Son successeur, Jean-Pierre Couteron, psychologue, ne se montre pas moins inquiet et exigeant. Le choix du thème des 29es Journées nationales de l'ANIT « Addictions au quotidien, l'ordinaire des addictions » le signifie. «La montée de la notion d'individualisme estompe le lien social et la règle.Dans le même temps, on fait appel de manière intensive à l'expression sensorielle. Il faut apparaître en permanence branché, ressentir les choses de manière forte. La société survalorise l'intensité sensorielle qui renvoie toujours plus chacun à ses propres pulsions, à ses angoisses.La cyberplanète surproduit des comportements addictifs. Le cinéma n'y échappe pas: un bon film n'est plus nécessairement caractérisé par un scénario mais vaut par les décharges d'adrénaline qu'il engendre toutes les trois ou quatre minutes. Ainsi, ce ne sont pas les addictions qui se banalisent, mais les incitations sociales qui rendent de plus en plus banale l'expérience de l'addiction.»
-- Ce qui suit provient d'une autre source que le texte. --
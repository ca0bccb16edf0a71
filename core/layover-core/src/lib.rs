//! # layover-core
//!
//! Session coordination and crash-safe config backup/restore for layover, which lays
//! generated agent configuration over a project for the duration of a run and takes
//! it off again afterwards.
//!
//! ## Design Principles
//!
//! - **Filesystem is the only lock**: exclusive `create_dir` elects the first session;
//!   PID liveness decides the last. No daemon, no advisory locks, no database.
//! - **No in-memory authority**: every decision can be re-derived by a brand-new
//!   process from what is on disk (or in the git index).
//! - **Crash is the normal case**: any state a `kill -9` can leave behind is finished
//!   by [`CrashRecoveryScanner`] on the next start.
//! - **Synchronous**: No async runtime dependency.
//!
//! ## Quick Start
//!
//! ```rust,ignore
//! use layover_core::{SessionOrchestrator, TemplateSet};
//!
//! let orchestrator = SessionOrchestrator::from_env()?;
//! let target = orchestrator.config().target("claude")?;
//! let session = orchestrator.start(&project, &target, &TemplateSet::empty())?;
//! // ... run the agent ...
//! orchestrator.finish(&session)?;
//! ```

pub mod attach;
pub mod backup;
pub mod config;
pub mod error;
pub mod fs_util;
pub mod git;
pub mod identity;
pub mod orchestrator;
pub mod process;
pub mod recovery;
pub mod secrets;
pub mod session;
pub mod storage;
pub mod target;

// Re-export commonly used items at crate root
pub use attach::{AttachEngine, Template, TemplateKind, TemplateSet};
pub use backup::{
    recover_interrupted_restores, BackupInfo, BackupManifest, BackupStore, ConfigFileAction,
    OverlayRecord, RestoreReport, SnapshotSummary,
};
pub use config::LayoverConfig;
pub use error::{LayoverError, Result};
pub use git::{GitVisibilityGuard, HiddenFiles};
pub use identity::{new_session_id, normalize_project_path, ProjectHash};
pub use orchestrator::{ActiveSession, FinishOutcome, ProjectStatus, SessionOrchestrator};
pub use process::{is_pid_alive, probe_pid, Liveness};
pub use recovery::{CrashRecoveryScanner, ProjectRecovery, RecoveryStats, TeardownReport};
pub use secrets::{SecretsRecord, SecretsVault, ServerSecrets};
pub use session::{
    AcquireOutcome, BackupHint, BackupRef, ClaimResult, LockObservation, PidLock, ReleaseOutcome,
    SessionCoordinator, SessionHistoryEntry, SessionSnapshot, SessionStatus,
};
pub use storage::{ProjectPaths, StorageConfig, HOME_ENV};
pub use target::Target;
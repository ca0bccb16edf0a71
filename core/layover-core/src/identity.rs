//! Project identity and session id allocation.
//!
//! Every piece of per-project state is partitioned by a [`ProjectHash`]: the MD5 of the
//! canonicalized project path, truncated to [`HASH_LEN`] hex characters. The same path
//! always yields the same hash, so a brand-new process can find state written by any
//! earlier one.
//!
//! Session ids are ULIDs drawn from a process-wide monotonic generator. Their string
//! form sorts in creation order, which is what snapshot pruning and history ordering
//! rely on.

use std::fmt;
use std::path::{Path, PathBuf};
use std::sync::Mutex;
use std::time::SystemTime;

use chrono::{DateTime, Utc};
use once_cell::sync::Lazy;
use serde::{Deserialize, Serialize};
use ulid::{Generator, Ulid};

/// Number of hex characters kept from the path digest.
pub const HASH_LEN: usize = 16;

static SESSION_IDS: Lazy<Mutex<Generator>> = Lazy::new(|| Mutex::new(Generator::new()));

/// Stable short identifier for a project directory.
#[derive(Debug, Clone, PartialEq, Eq, Hash, PartialOrd, Ord, Serialize, Deserialize)]
#[serde(transparent)]
pub struct ProjectHash(String);

impl ProjectHash {
    /// Computes the hash for a project path.
    ///
    /// The path is canonicalized when it exists; otherwise the absolute form is
    /// used as-is so that GC of deleted projects still maps to the same hash.
    pub fn of(path: &Path) -> Self {
        let normalized = normalize_project_path(path);
        let digest = format!("{:x}", md5::compute(normalized.as_bytes()));
        ProjectHash(digest[..HASH_LEN].to_string())
    }

    /// Wraps an existing hash string (e.g. a directory name read back from storage).
    /// Returns `None` for anything that is not a well-formed hash.
    pub fn parse(raw: &str) -> Option<Self> {
        if raw.len() == HASH_LEN && raw.bytes().all(|b| b.is_ascii_hexdigit()) {
            Some(ProjectHash(raw.to_ascii_lowercase()))
        } else {
            None
        }
    }

    pub fn as_str(&self) -> &str {
        &self.0
    }
}

impl fmt::Display for ProjectHash {
    fn fmt(&self, f: &mut fmt::Formatter<'_>) -> fmt::Result {
        f.write_str(&self.0)
    }
}

/// Canonical string form of a project path used for hashing and comparison.
/// Strips trailing slashes except for root "/".
pub fn normalize_project_path(path: &Path) -> String {
    let resolved: PathBuf = fs_err::canonicalize(path).unwrap_or_else(|_| absolutize(path));
    let s = resolved.to_string_lossy().to_string();
    #[cfg(windows)]
    let s = s.replace('\\', "/").to_lowercase();
    let trimmed = s.trim_end_matches('/');
    if trimmed.is_empty() {
        "/".to_string()
    } else {
        trimmed.to_string()
    }
}

fn absolutize(path: &Path) -> PathBuf {
    if path.is_absolute() {
        path.to_path_buf()
    } else {
        std::env::current_dir()
            .map(|cwd| cwd.join(path))
            .unwrap_or_else(|_| path.to_path_buf())
    }
}

/// Allocates a new timestamp-ordered session id.
pub fn new_session_id() -> String {
    let mut generator = match SESSION_IDS.lock() {
        Ok(guard) => guard,
        Err(poisoned) => poisoned.into_inner(),
    };
    // Overflow only happens after 2^80 ids in one millisecond; fall back to a fresh id.
    generator
        .generate()
        .unwrap_or_else(|_| Ulid::new())
        .to_string()
}

/// Returns the creation time encoded in a session id, if it is one.
pub fn session_id_time(session_id: &str) -> Option<DateTime<Utc>> {
    let ulid = Ulid::from_string(session_id).ok()?;
    let at: SystemTime = ulid.datetime();
    Some(DateTime::<Utc>::from(at))
}

/// True if `raw` looks like a session id produced by [`new_session_id`].
pub fn is_session_id(raw: &str) -> bool {
    Ulid::from_string(raw).is_ok()
}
«En conséquence, poursuit le psychologue, les réponses à apporter ne sauraient se limiter à nommer les dangers.» «Face à la cyberdépendance, par exemple, la solution n'est pas l'élimination de l'ordinateur mais la réhabilitation de la fonction éducative parentale.»
Éducation et prévention.
Dans tous les cas, l'ANIT met l'accent sur le travail éducatif et préventif. Dans cet esprit, il revient au thérapeute d'aider les personnes en situation de dépendance à recouvrer des capacités de réaction, des moyens de faire face. «En aucune façon, la judiciarisation d'un comportement addictif ne constitue une réponse, pas plus que la médicalisation à tout va des toxicodépendants n'est une solution. La pénalisation de l'usage d'un produit vaut, exclusivement, dès lors qu'il y a mise en danger de la vie d'autrui et du lien social. Quant à l'intervention thérapeutique, elle doit permettre à la personne de se reconstruire afin qu'elle puisse contrôler son expérience (NDLR, son addiction), et non éradiquer un comportement addictif» au nom de la loi.
«Ne laissez pas la France s'engager dans une guerre à la drogue synonyme de guerre aux drogués, demandent au chef de l'État les signataires de la lettre ouverte. Que peut-on attendre d'une prévention qui ne serait qu'information obligatoire, comme l'imposent les “stages cannabis” (…) La MILDT ne doit pas devenir une annexe de la place Beauvau. La création d'une Agence de recherche sur les addictions, sur le modèle du Conseil national du sida, s'impose».